Sore itu nampak seperti sore yang seperti biasanya. Bus Trans Semarang berwarna merah melaju menghampiri shelter tempat saya menunggu. Setelah masuk dan mendapatkan tempat duduk saya merebahkan diri karena lelah. Terkadang saya bepergian menggunakan Trans Semarang, kebetulan sore itu adalah perjalanan pulang dari kampus ke rumah.
 
Bus nampak tak padat. Kursi di seberang tempat saya duduk ditempati oleh 3 wanita, dua di antaranya mbak-mbak berusia sekitar 20-an dan 30-an dan satu ibu-ibu berusia lebih dari 40 tahun. Mereka semua berpakaian serupa, maaf, kaos dan celana pendek yang terlihat kumal. Mereka mengenakan sandal jepit dan memiliki rambut yang awut-awutan kasar karena sering terpapar sinar matahari. Dua wanita termuda masing-masing memangku balita laki-laki yang kira-kira usianya tak lebih dari 3 tahun. Tak jauh dari penampilan wanita-wanita itu, kedua balita tersebut juga memakai pakaian yang sangat lusuh dan tak terawat.  
 
Bukan, bukan soal penampilan yang saya ingin bahas. Adalah kejadian selanjutnya yang ingin saya ceritakan disini, kejadian yang membuat hati saya bergejolak prihatin.

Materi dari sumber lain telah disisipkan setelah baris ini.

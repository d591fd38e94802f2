use thiserror::Error;

#[derive(Error, Debug)]
pub enum AddrBookError {
    #[error("Invalid phone number: {0:?}")]
    InvalidPhone(String),

    #[error("Invalid email: {0:?}")]
    InvalidEmail(String),

    #[error("IO error: {0}")]
    Io(#[from] std::io::Error),

    #[error("Serialization error: {0}")]
    Serialization(#[from] serde_json::Error),

    #[error("Config error: {0}")]
    Config(String),
}

pub type Result<T> = std::result::Result<T, AddrBookError>;
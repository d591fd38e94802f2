use crate::book::AddressBook;
use crate::commands::CmdResult;

pub fn run(book: &mut AddressBook) -> CmdResult {
    let released = book.len();
    book.clear();
    log::debug!("released {} contacts", released);
    CmdResult::default()
}

#[cfg(test)]
mod tests {
    use super::*;
    use crate::store::memory::fixtures::sample_book;

    #[test]
    fn empties_the_book_and_tolerates_repeats() {
        let mut book = sample_book();
        run(&mut book);
        run(&mut book);
        assert!(book.is_empty());
    }
}
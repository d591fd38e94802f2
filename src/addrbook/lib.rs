//! # Addrbook Architecture
//!
//! Addrbook is a small contact manager built as a **UI-agnostic library** with a
//! thin interactive CLI on top.
//!
//! ```text
//! ┌─────────────────────────────────────────────────────────────┐
//! │  CLI Layer (cli/, wired by main.rs)                         │
//! │  - Argument parsing, the numbered menu, terminal output     │
//! │  - The ONLY place that knows about stdin/stdout/exit codes  │
//! └─────────────────────────────────────────────────────────────┘
//!                              │
//!                              ▼
//! ┌─────────────────────────────────────────────────────────────┐
//! │  API Layer (api.rs)                                         │
//! │  - Owns the AddressBook and the ContactStore                │
//! │  - Returns structured Result<CmdResult> values              │
//! └─────────────────────────────────────────────────────────────┘
//!                              │
//!                              ▼
//! ┌─────────────────────────────────────────────────────────────┐
//! │  Command Layer (commands/*.rs)                              │
//! │  - One module per operation, turns outcomes into messages   │
//! └─────────────────────────────────────────────────────────────┘
//!                              │
//!                              ▼
//! ┌─────────────────────────────────────────────────────────────┐
//! │  Record Store (book.rs) + Storage Layer (store/)            │
//! │  - Ordered, owned contact collection and its operations     │
//! │  - ContactStore trait: FileStore, InMemoryStore             │
//! └─────────────────────────────────────────────────────────────┘
//! ```
//!
//! ## Ordering
//!
//! The book is a single ordered sequence. Adds go to the front; sorting orders
//! by name, byte-wise and stable. Loading pushes the stored records to the
//! front and then sorts, so a freshly loaded book is always in name order.
//!
//! ## Module Overview
//!
//! - [`api`]: The API facade, entry point for all operations
//! - [`book`]: The in-memory record store
//! - [`commands`]: Business logic for each operation
//! - [`store`]: Persistence abstraction, the pipe-delimited codec and backends
//! - [`model`]: `Contact` and `ContactUpdate`
//! - [`validate`]: Phone and email syntax checks
//! - [`config`]: Configuration management
//! - [`error`]: Error types

pub mod api;
pub mod book;
pub mod commands;
pub mod config;
pub mod error;
pub mod model;
pub mod store;
pub mod validate;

Salah satu balita yang sedang berdiri diapit di antara paha mbak-mbak termuda
itu tiba-tiba tak sengaja menjatuhkan kotak minuman teh dari pegangannya, tak
ada air yang tumpah karena kotak teh itu telah kosong, tak ada yang tersakiti
oleh jatuhnya kotak minuman tersebut, namun setelah kotak itu diambil kembali
oleh mbak termuda itu dia kemudian langsung menampar bibir si balita dengan
kotak itu dan membentak  dalam bahasa jawa “meneng!” yang artinya diam. Saya yang berada persis di depannya langsung syok, nampak balita tersebut juga syok dengan tamparan yang tiba-tiba. Balita tersebut terdiam dan tentunya karena belum bisa bicara dia tak menyatakan apa-apa. Sungguh sikap yang amat kasar kepada seorang balita tak bersalah. Bukan salah balita karena tak sengaja menjatuhkan barang, toh balita itu juga tak membuat kegaduhan di dalam bus. Tak pantas kemudian menampar seorang balita dan berkata kasar seperti itu. Dalam kesempatan berikutnya si balita juga dikatai “goblok, hahaha” oleh mbak-mbak tersebut, padahal si balita itu hanya bermain-main dengan botol air mineral, tak ada alasan bagi mbak-mbak itu untuk mengatai si balita dengan kata goblok.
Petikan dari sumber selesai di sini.